ACTIVITY ▸
Please find all lines containing "canonical" in the listing below and copy them.

═════ INFORMATION SUPPLIED ═════

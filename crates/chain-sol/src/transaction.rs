//! System Program transfers and the legacy transaction wire format.
//!
//! Only what a native SOL transfer needs is implemented. The layout:
//!
//! ```text
//! Transaction:
//!   num_signatures          compact-u16
//!   signatures              64 bytes * num_signatures
//!   message:
//!     num_required_sigs     u8
//!     num_readonly_signed   u8
//!     num_readonly_unsigned u8
//!     num_accounts          compact-u16
//!     account_keys          32 bytes * num_accounts
//!     recent_blockhash      32 bytes
//!     num_instructions      compact-u16
//!     instructions[]        (see below)
//!
//! Instruction:
//!   program_id_index        u8
//!   num_accounts            compact-u16
//!   account_indices         u8 * num_accounts
//!   data_len                compact-u16
//!   data                    u8 * data_len
//! ```

use ed25519_dalek::{Signer, SigningKey};

use crate::address::{address_to_bytes, Address};
use crate::error::SolError;
use crate::signature::encode_signature;

// ---------------------------------------------------------------------------
// Solana System Program
// ---------------------------------------------------------------------------

/// The System Program public key: 32 zero bytes.
/// Base58: `11111111111111111111111111111111`
pub const SYSTEM_PROGRAM_ID: Address = Address::new([0u8; 32]);

/// System Program `Transfer` instruction index (little-endian u32).
const SYSTEM_TRANSFER_IX_INDEX: u32 = 2;

// ---------------------------------------------------------------------------
// Compact-u16 encoding
// ---------------------------------------------------------------------------

/// Encode a `u16` value in Solana's compact-u16 format.
///
/// - Values 0..0x7f       -> 1 byte
/// - Values 0x80..0x3fff  -> 2 bytes
/// - Values 0x4000..      -> 3 bytes
pub fn encode_compact_u16(value: u16) -> Vec<u8> {
    let mut val = u32::from(value);
    let mut out = Vec::with_capacity(3);

    loop {
        let mut byte = (val & 0x7f) as u8;
        val >>= 7;
        if val > 0 {
            byte |= 0x80;
        }
        out.push(byte);
        if val == 0 {
            break;
        }
    }

    out
}

fn compact_len(len: usize, what: &str) -> Result<Vec<u8>, SolError> {
    let len = u16::try_from(len)
        .map_err(|_| SolError::SerializationError(format!("too many {what}: {len}")))?;
    Ok(encode_compact_u16(len))
}

// ---------------------------------------------------------------------------
// Data structures
// ---------------------------------------------------------------------------

/// A single account reference in a Solana instruction.
#[derive(Debug, Clone, PartialEq, Eq)]
pub struct SolAccountMeta {
    pub pubkey: Address,
    pub is_signer: bool,
    pub is_writable: bool,
}

/// A Solana instruction (before it is compiled into a transaction).
#[derive(Debug, Clone, PartialEq, Eq)]
pub struct SolInstruction {
    pub program_id: Address,
    pub accounts: Vec<SolAccountMeta>,
    pub data: Vec<u8>,
}

/// An unsigned Solana transaction with its accounts in canonical order.
#[derive(Debug, Clone)]
pub struct SolTransaction {
    /// All account keys referenced by this transaction, in canonical order:
    ///   1. writable signers (fee payer first)
    ///   2. read-only signers
    ///   3. writable non-signers
    ///   4. read-only non-signers
    pub account_keys: Vec<Address>,

    /// Number of required signatures (first N accounts are signers).
    pub num_required_signatures: u8,
    /// How many of the signing accounts are read-only.
    pub num_readonly_signed: u8,
    /// How many of the non-signing accounts are read-only.
    pub num_readonly_unsigned: u8,

    pub recent_blockhash: [u8; 32],

    pub compiled_instructions: Vec<CompiledInstruction>,
}

/// A compiled instruction where account references are replaced by u8 indices
/// into the transaction's `account_keys` array.
#[derive(Debug, Clone)]
pub struct CompiledInstruction {
    pub program_id_index: u8,
    pub account_indices: Vec<u8>,
    pub data: Vec<u8>,
}

/// A single-signer transaction ready for `sendTransaction`.
#[derive(Debug, Clone)]
pub struct SignedTransaction {
    /// Base58 fee-payer signature; doubles as the transaction id.
    pub signature: String,
    /// Full wire bytes (signature count, signatures, message).
    pub wire: Vec<u8>,
}

// ---------------------------------------------------------------------------
// Transaction building
// ---------------------------------------------------------------------------

/// Build a System Program `Transfer` instruction moving `lamports` from
/// `from` to `to`.
pub fn system_transfer_instruction(from: &Address, to: &Address, lamports: u64) -> SolInstruction {
    // u32 LE instruction index (2 = Transfer) + u64 LE lamports.
    let mut data = Vec::with_capacity(12);
    data.extend_from_slice(&SYSTEM_TRANSFER_IX_INDEX.to_le_bytes());
    data.extend_from_slice(&lamports.to_le_bytes());

    SolInstruction {
        program_id: SYSTEM_PROGRAM_ID,
        accounts: vec![
            SolAccountMeta {
                pubkey: *from,
                is_signer: true,
                is_writable: true,
            },
            SolAccountMeta {
                pubkey: *to,
                is_signer: false,
                is_writable: true,
            },
        ],
        data,
    }
}

/// Build a native SOL transfer transaction paid for by `from`.
///
/// The caller supplies a recent blockhash obtained from the RPC.
pub fn build_sol_transfer(
    from: &Address,
    to: &Address,
    lamports: u64,
    recent_blockhash: &[u8; 32],
) -> Result<SolTransaction, SolError> {
    if lamports == 0 {
        return Err(SolError::TransactionBuildError("lamports must be > 0".into()));
    }

    let instruction = system_transfer_instruction(from, to, lamports);
    compile_transaction(&[instruction], from, recent_blockhash)
}

/// Compile instructions into a transaction with a single fee payer.
///
/// The fee payer is always the first signer and sits at index 0.
pub fn compile_transaction(
    instructions: &[SolInstruction],
    fee_payer: &Address,
    recent_blockhash: &[u8; 32],
) -> Result<SolTransaction, SolError> {
    struct AccountEntry {
        pubkey: Address,
        is_signer: bool,
        is_writable: bool,
    }

    // Instruction account lists are tiny; a Vec keeps insertion order.
    let mut entries: Vec<AccountEntry> = Vec::new();
    let mut upsert = |pubkey: Address, signer: bool, writable: bool| {
        if let Some(entry) = entries.iter_mut().find(|e| e.pubkey == pubkey) {
            entry.is_signer |= signer;
            entry.is_writable |= writable;
        } else {
            entries.push(AccountEntry {
                pubkey,
                is_signer: signer,
                is_writable: writable,
            });
        }
    };

    upsert(*fee_payer, true, true);
    for ix in instructions {
        for meta in &ix.accounts {
            upsert(meta.pubkey, meta.is_signer, meta.is_writable);
        }
        upsert(ix.program_id, false, false);
    }

    // Stable sort: the fee payer was inserted first with the lowest rank,
    // so it stays at index 0.
    entries.sort_by_key(|e| match (e.is_signer, e.is_writable) {
        (true, true) => 0u8,
        (true, false) => 1,
        (false, true) => 2,
        (false, false) => 3,
    });

    if entries.len() > usize::from(u8::MAX) {
        return Err(SolError::TransactionBuildError(format!(
            "too many accounts: {}",
            entries.len()
        )));
    }

    let count = |f: fn(&AccountEntry) -> bool| entries.iter().filter(|e| f(e)).count() as u8;
    let num_required_signatures = count(|e| e.is_signer);
    let num_readonly_signed = count(|e| e.is_signer && !e.is_writable);
    let num_readonly_unsigned = count(|e| !e.is_signer && !e.is_writable);

    let account_keys: Vec<Address> = entries.iter().map(|e| e.pubkey).collect();
    let index_of = |key: &Address| -> Result<u8, SolError> {
        account_keys
            .iter()
            .position(|k| k == key)
            .map(|i| i as u8)
            .ok_or_else(|| SolError::TransactionBuildError(format!("{key} not in account keys")))
    };

    let mut compiled = Vec::with_capacity(instructions.len());
    for ix in instructions {
        let account_indices = ix
            .accounts
            .iter()
            .map(|meta| index_of(&meta.pubkey))
            .collect::<Result<Vec<_>, _>>()?;

        compiled.push(CompiledInstruction {
            program_id_index: index_of(&ix.program_id)?,
            account_indices,
            data: ix.data.clone(),
        });
    }

    Ok(SolTransaction {
        account_keys,
        num_required_signatures,
        num_readonly_signed,
        num_readonly_unsigned,
        recent_blockhash: *recent_blockhash,
        compiled_instructions: compiled,
    })
}

/// Serialize the transaction message (the bytes that get signed).
pub fn serialize_message(tx: &SolTransaction) -> Result<Vec<u8>, SolError> {
    let mut buf = Vec::with_capacity(256);

    buf.push(tx.num_required_signatures);
    buf.push(tx.num_readonly_signed);
    buf.push(tx.num_readonly_unsigned);

    buf.extend_from_slice(&compact_len(tx.account_keys.len(), "accounts")?);
    for key in &tx.account_keys {
        buf.extend_from_slice(key.as_bytes());
    }

    buf.extend_from_slice(&tx.recent_blockhash);

    buf.extend_from_slice(&compact_len(tx.compiled_instructions.len(), "instructions")?);
    for ix in &tx.compiled_instructions {
        buf.push(ix.program_id_index);

        buf.extend_from_slice(&compact_len(ix.account_indices.len(), "instruction accounts")?);
        buf.extend_from_slice(&ix.account_indices);

        buf.extend_from_slice(&compact_len(ix.data.len(), "instruction data bytes")?);
        buf.extend_from_slice(&ix.data);
    }

    Ok(buf)
}

/// Sign a single-signer transaction and serialize it into wire format.
///
/// The signing key must belong to the fee payer.
pub fn sign_transaction(
    tx: &SolTransaction,
    signing_key: &SigningKey,
) -> Result<SignedTransaction, SolError> {
    if tx.num_required_signatures != 1 {
        return Err(SolError::TransactionBuildError(format!(
            "expected a single signer, transaction requires {}",
            tx.num_required_signatures
        )));
    }

    let signer = Address::new(signing_key.verifying_key().to_bytes());
    if tx.account_keys.first() != Some(&signer) {
        return Err(SolError::TransactionBuildError(format!(
            "{signer} is not the fee payer"
        )));
    }

    let message_bytes = serialize_message(tx)?;
    let signature = signing_key.sign(&message_bytes).to_bytes();

    let mut wire = Vec::with_capacity(1 + 64 + message_bytes.len());
    wire.extend_from_slice(&encode_compact_u16(1));
    wire.extend_from_slice(&signature);
    wire.extend_from_slice(&message_bytes);

    Ok(SignedTransaction {
        signature: encode_signature(&signature),
        wire,
    })
}

/// Decode a Base58 blockhash as returned by `getLatestBlockhash`.
pub fn blockhash_from_str(blockhash: &str) -> Result<[u8; 32], SolError> {
    // Same encoding and width as an address.
    address_to_bytes(blockhash)
        .map_err(|e| SolError::SerializationError(format!("blockhash: {e}")))
}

═════

EXPECTED ANSWER ▸
/// An unsigned Solana transaction with its accounts in canonical order.
    /// All account keys referenced by this transaction, in canonical order:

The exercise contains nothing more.